• [EXERCISE OBJECTIVE]:
I would like each line of the data that holds the word "TimelineItem" copied out.

• [EXERCISE INPUT]:
________________________________________

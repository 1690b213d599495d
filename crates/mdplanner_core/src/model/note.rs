//! Free-form note records.
//!
//! # Invariants
//! - `content` is the stored body. `paragraphs` and `custom_sections` are
//!   always the structure read from it; editing the structure re-renders
//!   `content` and switches the note to enhanced mode.

use super::{Entity, EntityKind};
use crate::markdown::enhanced;
use serde::{Deserialize, Serialize};

/// How a note is edited: as one body, or as paragraphs and sections.
#[derive(Debug, Clone, Copy, Default, PartialEq, Eq, Serialize, Deserialize)]
#[serde(rename_all = "snake_case")]
pub enum NoteMode {
    #[default]
    Simple,
    Enhanced,
}

impl NoteMode {
    pub fn as_str(self) -> &'static str {
        match self {
            Self::Simple => "simple",
            Self::Enhanced => "enhanced",
        }
    }

    pub fn parse(value: &str) -> Self {
        match value.trim() {
            "enhanced" => Self::Enhanced,
            _ => Self::Simple,
        }
    }
}

#[derive(Debug, Clone, Copy, PartialEq, Eq, Serialize, Deserialize)]
#[serde(rename_all = "snake_case")]
pub enum ParagraphKind {
    Text,
    Code,
}

#[derive(Debug, Clone, PartialEq, Eq, Serialize, Deserialize)]
pub struct NoteParagraph {
    /// `para_N`, numbered by position.
    pub id: String,
    pub kind: ParagraphKind,
    pub content: String,
    /// Fence language of a code paragraph.
    pub language: Option<String>,
    pub order: usize,
}

impl NoteParagraph {
    pub fn text(content: impl Into<String>) -> Self {
        Self {
            id: String::new(),
            kind: ParagraphKind::Text,
            content: content.into(),
            language: None,
            order: 0,
        }
    }

    pub fn code(language: Option<&str>, content: impl Into<String>) -> Self {
        Self {
            id: String::new(),
            kind: ParagraphKind::Code,
            content: content.into(),
            language: language.map(str::to_string),
            order: 0,
        }
    }
}

#[derive(Debug, Clone, PartialEq, Eq, Serialize, Deserialize)]
pub struct NoteTab {
    pub id: String,
    pub title: String,
    pub content: Vec<NoteParagraph>,
}

#[derive(Debug, Clone, PartialEq, Eq, Serialize, Deserialize)]
pub struct TimelineItem {
    pub id: String,
    pub title: String,
    /// `success`, `failed` or `pending`.
    pub status: String,
    pub date: Option<String>,
    pub content: Vec<NoteParagraph>,
}

#[derive(Debug, Clone, PartialEq, Eq, Serialize, Deserialize)]
#[serde(tag = "type", content = "config", rename_all = "kebab-case")]
pub enum SectionLayout {
    Tabs(Vec<NoteTab>),
    Timeline(Vec<TimelineItem>),
    SplitView(Vec<Vec<NoteParagraph>>),
}

impl SectionLayout {
    pub fn type_name(&self) -> &'static str {
        match self {
            Self::Tabs(_) => "tabs",
            Self::Timeline(_) => "timeline",
            Self::SplitView(_) => "split-view",
        }
    }
}

/// Block of a note body delimited by `Custom Section` comments.
#[derive(Debug, Clone, PartialEq, Eq, Serialize, Deserialize)]
pub struct CustomSection {
    pub id: String,
    pub title: String,
    pub order: usize,
    #[serde(flatten)]
    pub layout: SectionLayout,
}

/// Titled markdown note with revision metadata.
#[derive(Debug, Clone, PartialEq, Eq, Serialize, Deserialize)]
pub struct Note {
    pub id: String,
    pub title: String,
    pub content: String,
    /// RFC 3339 timestamp, empty when the document never recorded one.
    pub created_at: String,
    pub updated_at: String,
    /// Incremented by one on every update through the facade.
    pub revision: u32,
    pub mode: NoteMode,
    pub paragraphs: Vec<NoteParagraph>,
    pub custom_sections: Vec<CustomSection>,
}

impl Note {
    pub fn new(title: impl Into<String>, content: impl Into<String>) -> Self {
        let mut note = Self {
            id: String::new(),
            title: title.into(),
            content: content.into(),
            created_at: String::new(),
            updated_at: String::new(),
            revision: 1,
            mode: NoteMode::Simple,
            paragraphs: Vec::new(),
            custom_sections: Vec::new(),
        };
        note.refresh_structure();
        note
    }

    /// Enhanced note whose body is rendered from `paragraphs` and
    /// `sections`.
    pub fn enhanced(
        title: impl Into<String>,
        paragraphs: Vec<NoteParagraph>,
        sections: Vec<CustomSection>,
    ) -> Self {
        let mut note = Note::new(title, "");
        note.set_structure(paragraphs, sections);
        note
    }

    /// Re-reads `paragraphs` and `custom_sections` from `content`.
    pub fn refresh_structure(&mut self) {
        (self.paragraphs, self.custom_sections) = enhanced::parse_body(&self.content);
    }

    fn set_structure(&mut self, paragraphs: Vec<NoteParagraph>, sections: Vec<CustomSection>) {
        self.content = enhanced::render_body(&paragraphs, &sections);
        self.mode = NoteMode::Enhanced;
        self.refresh_structure();
    }
}

#[derive(Debug, Clone, Default)]
pub struct NotePatch {
    pub title: Option<String>,
    pub content: Option<String>,
    pub mode: Option<NoteMode>,
    /// Replacing structure re-renders the body.
    pub paragraphs: Option<Vec<NoteParagraph>>,
    pub custom_sections: Option<Vec<CustomSection>>,
}

impl Entity for Note {
    const KIND: EntityKind = EntityKind::Note;
    type Patch = NotePatch;

    fn id(&self) -> &str {
        &self.id
    }

    fn set_id(&mut self, id: String) {
        self.id = id;
    }

    fn apply_patch(&mut self, patch: NotePatch) {
        if let Some(title) = patch.title {
            self.title = title;
        }
        if let Some(content) = patch.content {
            self.content = content;
            self.refresh_structure();
        }
        if patch.paragraphs.is_some() || patch.custom_sections.is_some() {
            let paragraphs = patch.paragraphs.unwrap_or_else(|| self.paragraphs.clone());
            let sections = patch
                .custom_sections
                .unwrap_or_else(|| self.custom_sections.clone());
            self.set_structure(paragraphs, sections);
        }
        if let Some(mode) = patch.mode {
            self.mode = mode;
        }
    }

    fn on_create(&mut self, now: &str) {
        self.created_at = now.to_string();
        self.updated_at = now.to_string();
        self.revision = 1;
    }

    fn on_update(&mut self, now: &str) {
        self.updated_at = now.to_string();
        self.revision = self.revision.saturating_add(1);
    }
}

________________________________________

• [EXERCISE RESULT]:
pub struct TimelineItem {
    Timeline(Vec<TimelineItem>),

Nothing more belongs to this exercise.